## How to complete this task
Print the full listing exactly.

^^^^

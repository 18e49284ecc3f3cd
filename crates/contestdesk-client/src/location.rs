//! Host page location capability.

/// Read-only view of where the client is running.
pub trait PageLocation: Send + Sync {
    /// Host name of the page, without scheme or port.
    fn hostname(&self) -> String;

    /// Path component of the page URL.
    fn pathname(&self) -> String;
}

/// Location fixed at construction time.
#[derive(Clone, Debug, PartialEq, Eq)]
pub struct StaticLocation {
    hostname: String,
    pathname: String,
}

impl StaticLocation {
    /// Build a location from a host name and path.
    #[must_use]
    pub fn new(hostname: impl Into<String>, pathname: impl Into<String>) -> Self {
        Self {
            hostname: hostname.into(),
            pathname: pathname.into(),
        }
    }
}

impl PageLocation for StaticLocation {
    fn hostname(&self) -> String {
        self.hostname.clone()
    }

    fn pathname(&self) -> String {
        self.pathname.clone()
    }
}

^^^^

## Answer
repository 18e49284ecc3f3cd
filename crates/contestdesk-client/src/location.rs
//! Host page location capability.

/// Read-only view of where the client is running.
pub trait PageLocation: Send + Sync {
    /// Host name of the page, without scheme or port.
    fn hostname(&self) -> String;

    /// Path component of the page URL.
    fn pathname(&self) -> String;
}

/// Location fixed at construction time.
#[derive(Clone, Debug, PartialEq, Eq)]
pub struct StaticLocation {
    hostname: String,
    pathname: String,
}

impl StaticLocation {
    /// Build a location from a host name and path.
    #[must_use]
    pub fn new(hostname: impl Into<String>, pathname: impl Into<String>) -> Self {
        Self {
            hostname: hostname.into(),
            pathname: pathname.into(),
        }
    }
}

impl PageLocation for StaticLocation {
    fn hostname(&self) -> String {
        self.hostname.clone()
    }

    fn pathname(&self) -> String {
        self.pathname.clone()
    }
}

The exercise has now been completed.